The Applegate Trail, which passes through the lower Klamath area, was blazed in 1846 from west to east in an attempt to provide a safer route for emigrants on the Oregon Trail. The first non-Indigenous colonizer is considered to have been Wallace Baldwin, a 19-year-old civilian who drove fifty head of horses in the valley in 1852. In 1867, George Nurse, named the small settlement "Linkville", because of Link River north of Lake Ewauna.

The Klamath Reclamation Project began in 1906 to drain marshland and move water to allow for agriculture. With the building of the main "A" Canal, water was first made available on May 22, 1907. Veterans of World War I and World War II were given homesteading opportunities on the reclaimed land.

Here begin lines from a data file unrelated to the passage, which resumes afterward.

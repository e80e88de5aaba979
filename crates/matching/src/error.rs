use lostfound_core::error::CoreError;
use lostfound_core::types::DbId;

/// Error returned by the lifecycle and claim workflows.
///
/// Wraps [`CoreError`] for domain failures (not found, validation,
/// authorization) and carries storage failures as `Persistence`. A
/// persistence error always means the current transaction was rolled back.
#[derive(Debug, thiserror::Error)]
pub enum MatchingError {
    #[error(transparent)]
    Core(#[from] CoreError),

    #[error("Persistence error: {0}")]
    Persistence(#[from] sqlx::Error),
}

/// Convenience alias for workflow return values.
pub type MatchingResult<T> = Result<T, MatchingError>;

impl MatchingError {
    pub fn not_found(entity: &'static str, id: DbId) -> Self {
        MatchingError::Core(CoreError::NotFound { entity, id })
    }

    pub fn forbidden(message: impl Into<String>) -> Self {
        MatchingError::Core(CoreError::Forbidden(message.into()))
    }

    pub fn validation(message: impl Into<String>) -> Self {
        MatchingError::Core(CoreError::Validation(message.into()))
    }

    /// The domain error, if this is not a storage failure.
    pub fn as_core(&self) -> Option<&CoreError> {
        match self {
            MatchingError::Core(core) => Some(core),
            MatchingError::Persistence(_) => None,
        }
    }
}

#[cfg(test)]
mod tests {
    use assert_matches::assert_matches;

    use super::*;

    #[test]
    fn helpers_wrap_core_variants() {
        assert_matches!(
            MatchingError::not_found("Claim", 4),
            MatchingError::Core(CoreError::NotFound { entity: "Claim", id: 4 })
        );
        assert_matches!(
            MatchingError::forbidden("nope").as_core(),
            Some(CoreError::Forbidden(_))
        );
    }

    #[test]
    fn database_errors_are_persistence_failures() {
        let err = MatchingError::from(sqlx::Error::RowNotFound);
        assert_matches!(&err, MatchingError::Persistence(_));
        assert!(err.as_core().is_none());
    }

    #[test]
    fn display_includes_message() {
        let err = MatchingError::validation("Search query is required");
        assert_eq!(err.to_string(), "Validation failed: Search query is required");
    }
}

During World War II, a Japanese-American internment camp, the Tule Lake War Relocation Center, was located in nearby Newell, California, and a satellite of the Camp White, Oregon, POW camp was located just on the Oregon-California border near the town of Tulelake, California. In May 1945, about  east of Klamath Falls, (near Bly, Oregon) a Japanese Fu-Go balloon bomb killed a woman and five children on a church outing. This is said to be the only Japanese-inflicted casualty on the US mainland during the war.

Timber harvesting through the use of railroad was extensive in Klamath County for the first few decades of the 20th century. With the arrival of the Southern Pacific Transportation Company in 1909, Klamath Falls grew quickly from a few hundred to several thousand. Dozens of lumber mills cut fir and pine lumber, and the industry flourished until the late 1980s when the northern spotted owl and other endangered species were driving forces in changing western forest policy.

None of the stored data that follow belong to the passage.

//! Event-type naming and the envelope the aggregate kernel stamps.
//!
//! Domain events are closed enums owned by each aggregate; the kernel wraps
//! them in an [`EventEnvelope`] that carries the aggregate identity, the
//! version stamped at apply time, and the aggregate type tag. Everything
//! here is pure data -- no I/O occurs in this module.

use serde::{Deserialize, Serialize};

/// A named domain event.
///
/// The event name identifies the event's concrete kind (typically the enum
/// variant) and is the key the [`EventBus`](crate::EventBus) routes on and
/// the name handler manifests are tagged with. Names must be stable: they
/// outlive the process in persisted histories.
///
/// # Examples
///
/// ```
/// use eventroot::DomainEvent;
///
/// enum OrderEvent {
///     Placed,
///     Cancelled,
/// }
///
/// impl DomainEvent for OrderEvent {
///     fn event_name(&self) -> &str {
///         match self {
///             OrderEvent::Placed => "OrderPlaced",
///             OrderEvent::Cancelled => "OrderCancelled",
///         }
///     }
/// }
/// ```
pub trait DomainEvent {
    /// Stable name of this event's concrete kind.
    fn event_name(&self) -> &str;
}

/// An immutable fact about a state change to one aggregate instance.
///
/// Created by domain logic with version `0` ("not yet applied") and no
/// aggregate type; the kernel stamps both exactly once when the event is
/// applied. After stamping, the envelope is treated as immutable -- there
/// is no public mutation path.
///
/// Envelopes serialize with their stamps intact so a durable store can
/// round-trip them back into
/// [`load_from_history`](crate::AggregateRoot::load_from_history).
///
/// # Type Parameters
///
/// * `Id` - Opaque aggregate identifier type.
/// * `E` - The aggregate's domain event enum.
#[derive(Debug, Clone, Serialize, Deserialize)]
pub struct EventEnvelope<Id, E> {
    aggregate_id: Id,
    version: u64,
    aggregate_type: Option<String>,
    payload: E,
}

impl<Id, E> EventEnvelope<Id, E> {
    /// Wrap a freshly produced domain event.
    ///
    /// The envelope starts unstamped: version `0`, no aggregate type.
    pub fn new(aggregate_id: Id, payload: E) -> Self {
        Self {
            aggregate_id,
            version: 0,
            aggregate_type: None,
            payload,
        }
    }

    /// Set the version on an envelope being reconstructed from persisted
    /// history.
    ///
    /// Live events are stamped by the kernel; this builder exists for the
    /// durable-store boundary and for tests that fabricate histories.
    pub fn with_version(mut self, version: u64) -> Self {
        self.version = version;
        self
    }

    /// The identifier of the aggregate instance this event belongs to.
    pub fn aggregate_id(&self) -> &Id {
        &self.aggregate_id
    }

    /// The event's version within its aggregate's stream. `0` means the
    /// event has not been applied yet.
    pub fn version(&self) -> u64 {
        self.version
    }

    /// The aggregate type tag, populated by the kernel at apply time.
    pub fn aggregate_type(&self) -> Option<&str> {
        self.aggregate_type.as_deref()
    }

    /// The wrapped domain event.
    pub fn payload(&self) -> &E {
        &self.payload
    }

    /// Consume the envelope, returning the wrapped domain event.
    pub fn into_payload(self) -> E {
        self.payload
    }

    pub(crate) fn stamp_aggregate_type(&mut self, aggregate_type: &'static str) {
        self.aggregate_type = Some(aggregate_type.to_owned());
    }

    pub(crate) fn stamp_version(&mut self, version: u64) {
        self.version = version;
    }
}

// The envelope routes under its payload's name.
impl<Id, E: DomainEvent> DomainEvent for EventEnvelope<Id, E> {
    fn event_name(&self) -> &str {
        self.payload.event_name()
    }
}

On September 20, 1993, a series of earthquakes struck near Klamath Falls. Many downtown buildings, including the county courthouse and the former Sacred Heart Academy and Convent, were damaged or destroyed, and two people were killed.

Water rights controversy

The city made national headlines in 2001 when a court decision was made to shut off Klamath Project irrigation water on April 6 because of Endangered Species Act requirements. The Lost River sucker and shortnose sucker were listed on the Federal Endangered Species List in 1988, and when drought struck in 2001, a panel of scientists stated that further diversion of water for agriculture would be detrimental to these species, which reside in the Upper Klamath Lake, as well as to the protected Coho salmon which spawn in the Klamath River. Many protests by farmers and citizens culminated in a "Bucket Brigade" on Main Street May 7, 2001, in Klamath Falls. The event was attended by 18,000 farmers, ranchers, citizens, and politicians. Two giant bucket monuments have since been constructed and erected in town to commemorate the event. Such universal criticism resulted in a new plan implemented in early 2002 to resume irrigation to farmers.

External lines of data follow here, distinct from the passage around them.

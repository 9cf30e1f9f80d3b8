//! Crate-level error types for the dispatch path.
//!
//! Aggregate and publisher failures surface as the caller's own error types
//! (`Aggregate::Error`, `EventPublisher::Error`) without wrapping; only the
//! bus needs a crate error, because handler callbacks are type-erased.

/// Boxed error returned by type-erased handler callbacks.
pub type BoxError = Box<dyn std::error::Error + Send + Sync + 'static>;

/// Error returned when dispatching an event to registered handlers fails.
#[derive(Debug, thiserror::Error)]
pub enum DispatchError {
    /// A handler rejected the event.
    ///
    /// Carries the event-type name the failing handler was registered
    /// under, with the handler's own error as the source.
    #[error("handler for '{event_name}' failed: {source}")]
    Handler {
        /// Event-type name the failing handler was registered under.
        event_name: String,
        /// The handler's underlying error.
        #[source]
        source: BoxError,
    },
}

Low river flows in the Klamath and Trinity rivers and high temperatures led to a mass die-off of at least 33,000 salmon in 2002. Dwindling salmon numbers have practically shut down the fishing industry in the region and caused over $60m in disaster aid being given to fishermen to offset losses. 90% of Trinity River water is diverted for California agriculture. As much as 90% of the Trinity's water, which would otherwise flow into the Klamath and out to sea, instead rushes south toward California's thirsty center.

According to a National Academy of Sciences report of October 22, 2003, limiting irrigation water did little if anything to help endangered fish and may have hurt the populations. A contrary report has criticized the National Academy of Sciences report. The Chiloquin Dam has been removed to help improve sucker spawning habitat.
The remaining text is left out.